■ **ACTIVITY**: Each line in the records below that has the word "Propagator" should be copied.

■ **ENTRIES PROVIDED**:
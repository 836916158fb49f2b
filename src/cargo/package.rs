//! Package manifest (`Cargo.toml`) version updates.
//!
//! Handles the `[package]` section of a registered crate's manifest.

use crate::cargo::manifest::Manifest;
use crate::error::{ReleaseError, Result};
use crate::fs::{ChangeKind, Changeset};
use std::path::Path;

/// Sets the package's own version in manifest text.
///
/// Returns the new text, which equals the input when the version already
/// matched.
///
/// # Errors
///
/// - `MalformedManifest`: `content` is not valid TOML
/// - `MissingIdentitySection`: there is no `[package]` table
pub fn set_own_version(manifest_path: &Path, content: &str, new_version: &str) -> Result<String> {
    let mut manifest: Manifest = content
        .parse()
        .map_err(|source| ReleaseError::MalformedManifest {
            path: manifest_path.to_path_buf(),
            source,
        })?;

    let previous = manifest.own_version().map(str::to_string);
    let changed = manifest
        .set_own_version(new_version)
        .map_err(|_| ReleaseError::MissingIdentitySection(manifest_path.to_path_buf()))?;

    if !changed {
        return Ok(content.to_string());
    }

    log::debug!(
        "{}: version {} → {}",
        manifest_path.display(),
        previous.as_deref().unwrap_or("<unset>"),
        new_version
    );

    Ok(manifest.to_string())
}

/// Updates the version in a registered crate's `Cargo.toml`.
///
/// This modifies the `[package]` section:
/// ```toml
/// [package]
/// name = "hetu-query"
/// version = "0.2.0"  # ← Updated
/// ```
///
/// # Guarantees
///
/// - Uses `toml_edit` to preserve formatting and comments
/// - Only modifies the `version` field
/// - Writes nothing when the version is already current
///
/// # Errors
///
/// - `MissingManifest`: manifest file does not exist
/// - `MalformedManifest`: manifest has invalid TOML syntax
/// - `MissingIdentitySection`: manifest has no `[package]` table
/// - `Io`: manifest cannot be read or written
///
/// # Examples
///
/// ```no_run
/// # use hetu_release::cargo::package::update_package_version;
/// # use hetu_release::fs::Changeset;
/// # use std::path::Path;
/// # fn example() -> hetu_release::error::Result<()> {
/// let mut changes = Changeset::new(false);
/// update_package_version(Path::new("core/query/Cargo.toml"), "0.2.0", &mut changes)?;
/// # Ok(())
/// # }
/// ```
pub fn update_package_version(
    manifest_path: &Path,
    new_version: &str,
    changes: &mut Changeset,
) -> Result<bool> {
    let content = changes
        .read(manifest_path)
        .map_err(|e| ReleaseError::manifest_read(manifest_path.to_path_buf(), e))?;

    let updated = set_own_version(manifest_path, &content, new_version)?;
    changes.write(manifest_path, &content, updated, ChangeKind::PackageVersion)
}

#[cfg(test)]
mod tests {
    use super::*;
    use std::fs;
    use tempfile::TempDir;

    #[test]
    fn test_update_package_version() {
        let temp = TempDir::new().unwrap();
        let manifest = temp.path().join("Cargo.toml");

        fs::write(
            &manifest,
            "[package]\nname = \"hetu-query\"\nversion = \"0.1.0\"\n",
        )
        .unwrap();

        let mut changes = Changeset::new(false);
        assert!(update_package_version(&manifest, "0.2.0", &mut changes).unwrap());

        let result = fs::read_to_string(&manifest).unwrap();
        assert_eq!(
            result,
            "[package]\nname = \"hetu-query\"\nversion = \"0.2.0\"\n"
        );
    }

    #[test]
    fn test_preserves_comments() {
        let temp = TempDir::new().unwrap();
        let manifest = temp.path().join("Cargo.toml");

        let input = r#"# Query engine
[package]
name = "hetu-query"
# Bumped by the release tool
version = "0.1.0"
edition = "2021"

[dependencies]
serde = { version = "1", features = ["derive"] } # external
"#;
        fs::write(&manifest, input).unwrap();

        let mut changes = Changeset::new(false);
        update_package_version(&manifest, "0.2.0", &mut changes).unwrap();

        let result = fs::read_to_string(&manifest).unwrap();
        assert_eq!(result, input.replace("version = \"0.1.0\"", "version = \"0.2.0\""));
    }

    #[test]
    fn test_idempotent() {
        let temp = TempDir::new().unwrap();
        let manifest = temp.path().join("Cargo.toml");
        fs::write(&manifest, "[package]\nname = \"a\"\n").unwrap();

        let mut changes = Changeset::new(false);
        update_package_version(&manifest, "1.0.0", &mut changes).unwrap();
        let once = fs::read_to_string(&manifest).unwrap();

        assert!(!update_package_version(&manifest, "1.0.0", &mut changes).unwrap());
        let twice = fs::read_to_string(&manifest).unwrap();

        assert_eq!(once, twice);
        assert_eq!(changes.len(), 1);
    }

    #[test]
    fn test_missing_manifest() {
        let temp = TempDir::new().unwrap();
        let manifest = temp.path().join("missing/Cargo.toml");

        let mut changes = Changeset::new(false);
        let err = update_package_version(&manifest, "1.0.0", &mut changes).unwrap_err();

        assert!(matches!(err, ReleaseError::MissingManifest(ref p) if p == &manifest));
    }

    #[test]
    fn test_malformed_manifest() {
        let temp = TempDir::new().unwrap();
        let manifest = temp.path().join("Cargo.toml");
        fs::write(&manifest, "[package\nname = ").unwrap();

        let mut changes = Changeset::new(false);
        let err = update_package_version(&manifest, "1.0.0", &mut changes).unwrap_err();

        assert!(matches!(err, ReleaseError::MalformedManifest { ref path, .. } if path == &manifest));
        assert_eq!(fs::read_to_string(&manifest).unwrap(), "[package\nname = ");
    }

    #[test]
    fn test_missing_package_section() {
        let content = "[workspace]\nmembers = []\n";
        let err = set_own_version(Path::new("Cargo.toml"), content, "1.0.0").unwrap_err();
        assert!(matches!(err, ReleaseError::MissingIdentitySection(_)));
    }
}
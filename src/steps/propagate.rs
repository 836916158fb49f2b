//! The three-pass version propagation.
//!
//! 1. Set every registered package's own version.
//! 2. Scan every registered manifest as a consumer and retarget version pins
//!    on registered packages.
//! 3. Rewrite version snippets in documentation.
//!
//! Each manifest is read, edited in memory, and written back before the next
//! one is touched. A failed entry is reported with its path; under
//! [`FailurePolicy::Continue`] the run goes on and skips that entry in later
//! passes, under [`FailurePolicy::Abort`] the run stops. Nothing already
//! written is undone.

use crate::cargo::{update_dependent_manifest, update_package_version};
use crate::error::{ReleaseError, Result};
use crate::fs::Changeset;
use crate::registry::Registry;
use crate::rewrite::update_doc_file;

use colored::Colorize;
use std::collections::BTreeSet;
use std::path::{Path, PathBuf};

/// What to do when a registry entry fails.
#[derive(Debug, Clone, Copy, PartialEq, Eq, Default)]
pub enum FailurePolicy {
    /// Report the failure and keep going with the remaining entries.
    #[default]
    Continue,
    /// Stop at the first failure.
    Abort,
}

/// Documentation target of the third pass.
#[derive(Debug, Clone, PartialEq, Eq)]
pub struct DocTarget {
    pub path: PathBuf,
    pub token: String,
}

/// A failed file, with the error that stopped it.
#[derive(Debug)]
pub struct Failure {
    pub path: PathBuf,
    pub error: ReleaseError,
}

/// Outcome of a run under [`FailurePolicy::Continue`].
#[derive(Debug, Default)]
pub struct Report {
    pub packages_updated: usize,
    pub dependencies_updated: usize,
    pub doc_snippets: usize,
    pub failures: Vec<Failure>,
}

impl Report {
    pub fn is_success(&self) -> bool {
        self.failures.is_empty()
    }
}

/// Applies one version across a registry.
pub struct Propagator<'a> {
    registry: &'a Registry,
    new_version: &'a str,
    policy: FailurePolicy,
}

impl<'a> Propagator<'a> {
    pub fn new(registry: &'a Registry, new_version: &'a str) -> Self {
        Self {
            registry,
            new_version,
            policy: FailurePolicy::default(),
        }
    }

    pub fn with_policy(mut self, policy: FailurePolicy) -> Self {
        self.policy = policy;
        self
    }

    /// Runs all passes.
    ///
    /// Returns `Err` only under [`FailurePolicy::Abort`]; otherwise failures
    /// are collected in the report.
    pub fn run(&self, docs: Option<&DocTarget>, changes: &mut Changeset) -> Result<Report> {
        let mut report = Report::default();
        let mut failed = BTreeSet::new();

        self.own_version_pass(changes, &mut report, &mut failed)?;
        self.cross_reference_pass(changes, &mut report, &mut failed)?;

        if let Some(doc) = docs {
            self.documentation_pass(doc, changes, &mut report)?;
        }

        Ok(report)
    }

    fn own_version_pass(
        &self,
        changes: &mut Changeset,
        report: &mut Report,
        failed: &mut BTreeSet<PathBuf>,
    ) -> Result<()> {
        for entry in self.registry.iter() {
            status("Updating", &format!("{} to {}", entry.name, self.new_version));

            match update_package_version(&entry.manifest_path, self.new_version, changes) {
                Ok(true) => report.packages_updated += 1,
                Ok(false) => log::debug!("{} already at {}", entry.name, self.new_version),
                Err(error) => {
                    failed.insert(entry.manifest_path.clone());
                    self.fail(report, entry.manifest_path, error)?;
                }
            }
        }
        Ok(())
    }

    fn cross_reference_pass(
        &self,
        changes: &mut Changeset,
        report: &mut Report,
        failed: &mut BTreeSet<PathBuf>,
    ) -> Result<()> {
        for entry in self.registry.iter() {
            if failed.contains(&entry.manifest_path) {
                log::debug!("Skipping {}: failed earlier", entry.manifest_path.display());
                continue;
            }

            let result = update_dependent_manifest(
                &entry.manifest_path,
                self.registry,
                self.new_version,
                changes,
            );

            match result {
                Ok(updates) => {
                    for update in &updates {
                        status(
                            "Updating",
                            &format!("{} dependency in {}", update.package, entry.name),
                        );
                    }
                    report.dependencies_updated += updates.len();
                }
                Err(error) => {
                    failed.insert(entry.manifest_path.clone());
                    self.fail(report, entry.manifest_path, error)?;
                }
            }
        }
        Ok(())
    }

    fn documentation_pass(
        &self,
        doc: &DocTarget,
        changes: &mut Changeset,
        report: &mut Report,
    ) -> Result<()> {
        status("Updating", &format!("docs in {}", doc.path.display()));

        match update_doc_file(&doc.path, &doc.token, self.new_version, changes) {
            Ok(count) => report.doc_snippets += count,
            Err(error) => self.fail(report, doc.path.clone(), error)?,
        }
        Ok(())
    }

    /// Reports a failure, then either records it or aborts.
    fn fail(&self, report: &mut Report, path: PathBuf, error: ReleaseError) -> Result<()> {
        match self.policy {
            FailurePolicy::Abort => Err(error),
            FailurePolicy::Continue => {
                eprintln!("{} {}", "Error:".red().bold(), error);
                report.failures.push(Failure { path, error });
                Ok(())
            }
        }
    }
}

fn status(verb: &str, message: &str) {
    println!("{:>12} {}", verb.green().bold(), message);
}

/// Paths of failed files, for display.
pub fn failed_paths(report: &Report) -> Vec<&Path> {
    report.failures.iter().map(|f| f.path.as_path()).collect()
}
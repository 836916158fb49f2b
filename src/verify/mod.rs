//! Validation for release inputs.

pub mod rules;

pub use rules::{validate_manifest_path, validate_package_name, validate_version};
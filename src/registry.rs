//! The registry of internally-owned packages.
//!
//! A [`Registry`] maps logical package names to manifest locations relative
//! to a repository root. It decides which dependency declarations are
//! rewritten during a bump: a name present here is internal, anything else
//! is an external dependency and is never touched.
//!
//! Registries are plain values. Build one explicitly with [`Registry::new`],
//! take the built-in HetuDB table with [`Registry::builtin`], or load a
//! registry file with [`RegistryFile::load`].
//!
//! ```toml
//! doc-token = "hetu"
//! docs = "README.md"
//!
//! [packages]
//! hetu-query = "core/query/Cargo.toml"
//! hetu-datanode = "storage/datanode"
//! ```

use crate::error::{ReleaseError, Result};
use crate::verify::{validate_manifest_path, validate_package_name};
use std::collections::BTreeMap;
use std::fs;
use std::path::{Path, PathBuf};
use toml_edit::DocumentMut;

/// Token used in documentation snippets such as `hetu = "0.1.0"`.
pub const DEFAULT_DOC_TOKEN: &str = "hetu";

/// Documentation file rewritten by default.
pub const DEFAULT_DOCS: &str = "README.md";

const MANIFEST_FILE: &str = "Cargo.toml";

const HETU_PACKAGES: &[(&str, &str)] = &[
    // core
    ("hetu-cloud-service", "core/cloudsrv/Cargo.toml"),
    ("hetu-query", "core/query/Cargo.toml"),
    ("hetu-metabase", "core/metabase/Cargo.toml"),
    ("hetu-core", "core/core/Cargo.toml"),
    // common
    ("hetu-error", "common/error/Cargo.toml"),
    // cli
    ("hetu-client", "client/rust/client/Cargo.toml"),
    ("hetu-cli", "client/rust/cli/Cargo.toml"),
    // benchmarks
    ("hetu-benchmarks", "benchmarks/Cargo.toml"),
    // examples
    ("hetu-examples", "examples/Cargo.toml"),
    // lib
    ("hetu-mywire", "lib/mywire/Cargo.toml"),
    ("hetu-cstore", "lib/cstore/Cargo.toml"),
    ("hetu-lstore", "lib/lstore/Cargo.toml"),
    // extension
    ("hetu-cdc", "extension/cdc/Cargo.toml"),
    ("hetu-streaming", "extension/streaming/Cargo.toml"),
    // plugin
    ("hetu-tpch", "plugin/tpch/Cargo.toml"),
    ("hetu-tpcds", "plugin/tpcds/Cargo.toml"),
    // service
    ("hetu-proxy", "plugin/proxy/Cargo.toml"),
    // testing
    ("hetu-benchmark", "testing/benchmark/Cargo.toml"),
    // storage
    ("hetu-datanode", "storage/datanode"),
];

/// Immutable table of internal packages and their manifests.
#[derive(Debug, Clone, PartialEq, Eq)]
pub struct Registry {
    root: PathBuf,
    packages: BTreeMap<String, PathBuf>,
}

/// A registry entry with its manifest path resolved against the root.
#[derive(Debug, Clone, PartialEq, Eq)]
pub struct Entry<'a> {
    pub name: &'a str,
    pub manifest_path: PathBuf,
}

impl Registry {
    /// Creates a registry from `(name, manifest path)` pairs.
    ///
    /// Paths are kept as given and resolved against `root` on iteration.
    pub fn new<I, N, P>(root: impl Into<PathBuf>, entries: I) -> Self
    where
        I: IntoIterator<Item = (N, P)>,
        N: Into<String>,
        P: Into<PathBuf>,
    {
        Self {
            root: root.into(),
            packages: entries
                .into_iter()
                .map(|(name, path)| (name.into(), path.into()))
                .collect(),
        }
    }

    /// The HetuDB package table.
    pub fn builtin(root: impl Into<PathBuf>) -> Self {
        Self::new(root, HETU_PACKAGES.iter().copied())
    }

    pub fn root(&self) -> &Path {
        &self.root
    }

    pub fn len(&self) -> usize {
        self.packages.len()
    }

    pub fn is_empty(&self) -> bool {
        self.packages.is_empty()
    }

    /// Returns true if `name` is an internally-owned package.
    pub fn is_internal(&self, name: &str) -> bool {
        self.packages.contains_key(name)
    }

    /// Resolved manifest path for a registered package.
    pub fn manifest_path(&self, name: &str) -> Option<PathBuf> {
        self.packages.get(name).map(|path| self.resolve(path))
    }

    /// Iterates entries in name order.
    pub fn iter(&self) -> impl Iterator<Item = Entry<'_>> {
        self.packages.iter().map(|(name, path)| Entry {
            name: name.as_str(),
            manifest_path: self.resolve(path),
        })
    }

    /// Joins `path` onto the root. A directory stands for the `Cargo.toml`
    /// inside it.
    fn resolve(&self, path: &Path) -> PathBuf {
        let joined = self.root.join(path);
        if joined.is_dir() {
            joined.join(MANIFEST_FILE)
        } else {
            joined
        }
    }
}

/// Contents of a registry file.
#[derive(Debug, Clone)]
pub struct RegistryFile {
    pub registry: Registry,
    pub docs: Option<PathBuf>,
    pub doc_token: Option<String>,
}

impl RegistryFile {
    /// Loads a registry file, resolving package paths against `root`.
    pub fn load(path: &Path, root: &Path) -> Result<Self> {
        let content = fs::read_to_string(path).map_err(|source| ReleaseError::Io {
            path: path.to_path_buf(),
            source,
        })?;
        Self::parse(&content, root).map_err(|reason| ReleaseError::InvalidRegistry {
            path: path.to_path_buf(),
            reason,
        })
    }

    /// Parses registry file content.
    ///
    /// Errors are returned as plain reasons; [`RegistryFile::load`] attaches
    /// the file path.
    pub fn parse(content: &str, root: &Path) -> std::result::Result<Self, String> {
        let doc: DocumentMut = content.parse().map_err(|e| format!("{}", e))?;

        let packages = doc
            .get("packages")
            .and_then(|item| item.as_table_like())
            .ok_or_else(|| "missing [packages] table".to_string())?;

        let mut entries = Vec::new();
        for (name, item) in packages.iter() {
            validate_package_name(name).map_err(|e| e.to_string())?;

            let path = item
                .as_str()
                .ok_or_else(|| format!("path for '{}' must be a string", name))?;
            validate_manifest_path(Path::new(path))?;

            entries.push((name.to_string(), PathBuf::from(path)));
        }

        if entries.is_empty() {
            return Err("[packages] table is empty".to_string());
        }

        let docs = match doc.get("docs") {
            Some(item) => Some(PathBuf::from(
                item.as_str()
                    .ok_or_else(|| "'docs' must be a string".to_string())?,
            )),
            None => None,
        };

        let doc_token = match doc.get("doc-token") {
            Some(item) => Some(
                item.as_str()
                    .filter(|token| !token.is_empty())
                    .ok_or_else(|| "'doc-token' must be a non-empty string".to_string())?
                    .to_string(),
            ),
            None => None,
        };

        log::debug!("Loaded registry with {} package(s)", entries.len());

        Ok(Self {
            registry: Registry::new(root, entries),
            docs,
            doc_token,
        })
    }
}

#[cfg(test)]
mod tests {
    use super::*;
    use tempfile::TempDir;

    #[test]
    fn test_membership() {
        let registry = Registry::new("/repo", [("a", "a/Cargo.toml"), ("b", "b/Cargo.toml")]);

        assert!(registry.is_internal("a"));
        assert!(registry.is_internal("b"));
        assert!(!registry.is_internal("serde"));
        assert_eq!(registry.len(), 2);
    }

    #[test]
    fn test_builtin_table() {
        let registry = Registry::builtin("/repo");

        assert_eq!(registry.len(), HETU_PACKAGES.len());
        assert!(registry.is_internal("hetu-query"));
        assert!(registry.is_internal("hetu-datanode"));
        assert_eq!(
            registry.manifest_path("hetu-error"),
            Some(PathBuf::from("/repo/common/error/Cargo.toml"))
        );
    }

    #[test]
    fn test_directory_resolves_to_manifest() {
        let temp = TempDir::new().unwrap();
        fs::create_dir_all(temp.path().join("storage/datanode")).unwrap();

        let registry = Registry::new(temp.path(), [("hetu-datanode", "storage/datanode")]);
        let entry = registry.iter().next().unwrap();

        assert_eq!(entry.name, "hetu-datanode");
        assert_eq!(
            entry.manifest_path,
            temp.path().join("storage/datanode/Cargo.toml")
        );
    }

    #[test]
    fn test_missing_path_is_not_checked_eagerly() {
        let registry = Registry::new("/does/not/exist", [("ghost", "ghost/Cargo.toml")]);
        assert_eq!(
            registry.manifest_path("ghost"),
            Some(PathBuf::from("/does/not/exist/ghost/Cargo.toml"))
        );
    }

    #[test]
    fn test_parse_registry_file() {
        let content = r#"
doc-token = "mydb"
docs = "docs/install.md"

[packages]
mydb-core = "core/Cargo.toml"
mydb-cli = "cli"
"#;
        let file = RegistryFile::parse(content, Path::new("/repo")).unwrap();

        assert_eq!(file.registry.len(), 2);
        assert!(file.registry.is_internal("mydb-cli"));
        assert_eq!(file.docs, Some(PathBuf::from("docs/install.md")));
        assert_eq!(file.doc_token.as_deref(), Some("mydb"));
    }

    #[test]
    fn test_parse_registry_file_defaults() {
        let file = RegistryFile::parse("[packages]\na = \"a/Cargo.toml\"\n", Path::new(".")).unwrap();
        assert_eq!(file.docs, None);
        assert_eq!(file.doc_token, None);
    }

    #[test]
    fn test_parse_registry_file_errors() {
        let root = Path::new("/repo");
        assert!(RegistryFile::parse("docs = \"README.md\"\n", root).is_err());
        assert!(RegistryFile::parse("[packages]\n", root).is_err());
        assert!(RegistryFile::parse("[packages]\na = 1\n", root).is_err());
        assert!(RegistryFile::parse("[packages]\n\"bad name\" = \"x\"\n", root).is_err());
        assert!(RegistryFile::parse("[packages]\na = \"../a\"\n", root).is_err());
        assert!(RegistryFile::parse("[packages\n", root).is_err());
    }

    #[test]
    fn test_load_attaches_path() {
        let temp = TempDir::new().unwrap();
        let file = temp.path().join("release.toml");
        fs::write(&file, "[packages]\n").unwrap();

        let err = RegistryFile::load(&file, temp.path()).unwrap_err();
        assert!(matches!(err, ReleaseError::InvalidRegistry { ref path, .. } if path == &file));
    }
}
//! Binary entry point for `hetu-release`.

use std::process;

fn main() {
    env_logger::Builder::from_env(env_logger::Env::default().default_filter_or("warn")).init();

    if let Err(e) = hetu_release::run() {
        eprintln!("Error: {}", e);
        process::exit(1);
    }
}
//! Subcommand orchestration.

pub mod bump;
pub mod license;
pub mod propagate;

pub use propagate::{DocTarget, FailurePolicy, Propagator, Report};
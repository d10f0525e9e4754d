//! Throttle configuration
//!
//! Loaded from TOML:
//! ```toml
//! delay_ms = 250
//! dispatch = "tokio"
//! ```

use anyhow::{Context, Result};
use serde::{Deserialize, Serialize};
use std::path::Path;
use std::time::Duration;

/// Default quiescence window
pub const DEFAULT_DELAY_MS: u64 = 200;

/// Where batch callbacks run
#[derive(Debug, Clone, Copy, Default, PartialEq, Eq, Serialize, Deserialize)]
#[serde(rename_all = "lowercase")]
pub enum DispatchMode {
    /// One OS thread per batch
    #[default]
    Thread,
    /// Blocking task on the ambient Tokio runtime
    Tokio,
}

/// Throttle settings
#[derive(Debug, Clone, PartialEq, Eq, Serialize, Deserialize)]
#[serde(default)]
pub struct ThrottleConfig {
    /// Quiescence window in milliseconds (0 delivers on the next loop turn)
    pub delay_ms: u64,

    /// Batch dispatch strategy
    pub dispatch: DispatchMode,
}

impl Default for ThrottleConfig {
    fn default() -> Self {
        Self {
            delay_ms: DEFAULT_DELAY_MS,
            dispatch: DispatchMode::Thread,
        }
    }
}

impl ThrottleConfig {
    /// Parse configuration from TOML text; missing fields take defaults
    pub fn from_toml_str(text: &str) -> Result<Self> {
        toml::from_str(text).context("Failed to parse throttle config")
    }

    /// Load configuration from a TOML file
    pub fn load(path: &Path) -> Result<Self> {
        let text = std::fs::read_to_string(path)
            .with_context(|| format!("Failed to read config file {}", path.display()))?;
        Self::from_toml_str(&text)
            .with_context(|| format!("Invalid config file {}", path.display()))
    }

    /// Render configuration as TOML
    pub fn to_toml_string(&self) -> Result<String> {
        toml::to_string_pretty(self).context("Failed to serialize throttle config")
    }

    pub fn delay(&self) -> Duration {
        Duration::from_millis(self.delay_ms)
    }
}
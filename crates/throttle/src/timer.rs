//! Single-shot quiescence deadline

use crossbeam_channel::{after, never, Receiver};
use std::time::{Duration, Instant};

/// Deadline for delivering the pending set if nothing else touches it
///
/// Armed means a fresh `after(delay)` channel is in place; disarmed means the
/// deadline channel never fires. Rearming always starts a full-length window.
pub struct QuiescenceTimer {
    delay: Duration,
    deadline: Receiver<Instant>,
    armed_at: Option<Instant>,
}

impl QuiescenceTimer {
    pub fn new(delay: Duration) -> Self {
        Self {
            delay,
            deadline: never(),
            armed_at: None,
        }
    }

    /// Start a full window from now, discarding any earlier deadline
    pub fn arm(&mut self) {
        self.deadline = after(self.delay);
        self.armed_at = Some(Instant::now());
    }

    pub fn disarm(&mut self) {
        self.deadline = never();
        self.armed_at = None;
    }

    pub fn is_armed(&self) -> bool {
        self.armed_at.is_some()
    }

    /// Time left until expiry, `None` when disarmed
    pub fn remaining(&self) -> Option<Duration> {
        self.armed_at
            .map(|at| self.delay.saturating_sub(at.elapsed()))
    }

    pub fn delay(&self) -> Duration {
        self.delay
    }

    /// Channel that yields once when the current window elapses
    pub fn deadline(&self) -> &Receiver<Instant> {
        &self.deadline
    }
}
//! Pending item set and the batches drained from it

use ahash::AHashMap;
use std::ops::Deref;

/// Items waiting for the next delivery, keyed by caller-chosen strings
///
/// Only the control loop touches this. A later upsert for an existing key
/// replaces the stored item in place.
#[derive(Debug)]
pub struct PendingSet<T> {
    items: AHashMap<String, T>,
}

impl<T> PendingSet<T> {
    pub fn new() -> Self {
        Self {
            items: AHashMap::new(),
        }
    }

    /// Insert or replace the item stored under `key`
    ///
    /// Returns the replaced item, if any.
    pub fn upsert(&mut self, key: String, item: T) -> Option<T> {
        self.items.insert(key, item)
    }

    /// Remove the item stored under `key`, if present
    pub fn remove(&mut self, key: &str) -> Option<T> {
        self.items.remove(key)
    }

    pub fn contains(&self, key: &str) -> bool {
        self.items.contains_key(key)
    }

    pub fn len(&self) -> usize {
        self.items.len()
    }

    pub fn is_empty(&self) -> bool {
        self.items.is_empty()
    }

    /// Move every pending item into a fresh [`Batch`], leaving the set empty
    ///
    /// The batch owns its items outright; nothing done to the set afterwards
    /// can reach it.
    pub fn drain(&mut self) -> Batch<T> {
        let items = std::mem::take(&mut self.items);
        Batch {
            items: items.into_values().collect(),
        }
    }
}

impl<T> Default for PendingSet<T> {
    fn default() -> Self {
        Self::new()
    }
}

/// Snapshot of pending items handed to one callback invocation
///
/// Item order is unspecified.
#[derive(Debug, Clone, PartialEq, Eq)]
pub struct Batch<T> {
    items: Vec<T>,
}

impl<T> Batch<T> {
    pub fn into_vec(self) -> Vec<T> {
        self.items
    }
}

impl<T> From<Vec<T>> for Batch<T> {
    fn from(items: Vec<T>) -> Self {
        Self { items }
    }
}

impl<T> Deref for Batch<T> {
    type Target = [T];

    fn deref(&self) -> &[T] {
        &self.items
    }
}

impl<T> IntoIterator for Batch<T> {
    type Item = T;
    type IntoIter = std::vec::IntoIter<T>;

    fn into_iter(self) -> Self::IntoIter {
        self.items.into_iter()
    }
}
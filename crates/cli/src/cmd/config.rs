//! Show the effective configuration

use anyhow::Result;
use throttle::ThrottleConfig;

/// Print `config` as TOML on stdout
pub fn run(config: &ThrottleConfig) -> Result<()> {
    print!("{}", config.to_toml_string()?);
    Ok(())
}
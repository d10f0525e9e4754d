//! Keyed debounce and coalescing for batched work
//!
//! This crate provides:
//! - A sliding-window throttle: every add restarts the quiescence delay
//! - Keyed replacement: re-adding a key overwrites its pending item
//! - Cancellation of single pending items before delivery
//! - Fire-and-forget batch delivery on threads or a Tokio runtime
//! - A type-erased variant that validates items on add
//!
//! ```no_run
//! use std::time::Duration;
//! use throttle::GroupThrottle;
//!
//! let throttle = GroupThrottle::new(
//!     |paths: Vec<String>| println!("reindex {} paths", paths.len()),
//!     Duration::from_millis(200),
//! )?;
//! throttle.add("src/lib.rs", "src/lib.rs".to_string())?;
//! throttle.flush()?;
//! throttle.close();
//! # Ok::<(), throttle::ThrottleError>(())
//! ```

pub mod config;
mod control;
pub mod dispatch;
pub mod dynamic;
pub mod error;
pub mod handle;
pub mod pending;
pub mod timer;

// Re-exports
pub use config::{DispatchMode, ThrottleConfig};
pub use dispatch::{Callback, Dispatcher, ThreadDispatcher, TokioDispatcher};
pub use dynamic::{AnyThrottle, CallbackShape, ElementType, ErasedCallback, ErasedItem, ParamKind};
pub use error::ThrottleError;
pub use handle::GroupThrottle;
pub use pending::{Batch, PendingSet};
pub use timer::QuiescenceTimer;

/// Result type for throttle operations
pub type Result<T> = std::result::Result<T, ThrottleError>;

■ **WRITTEN REPLY**:
pub struct Propagator<'a> {
impl<'a> Propagator<'a> {
pub use propagate::{DocTarget, FailurePolicy, Propagator, Report};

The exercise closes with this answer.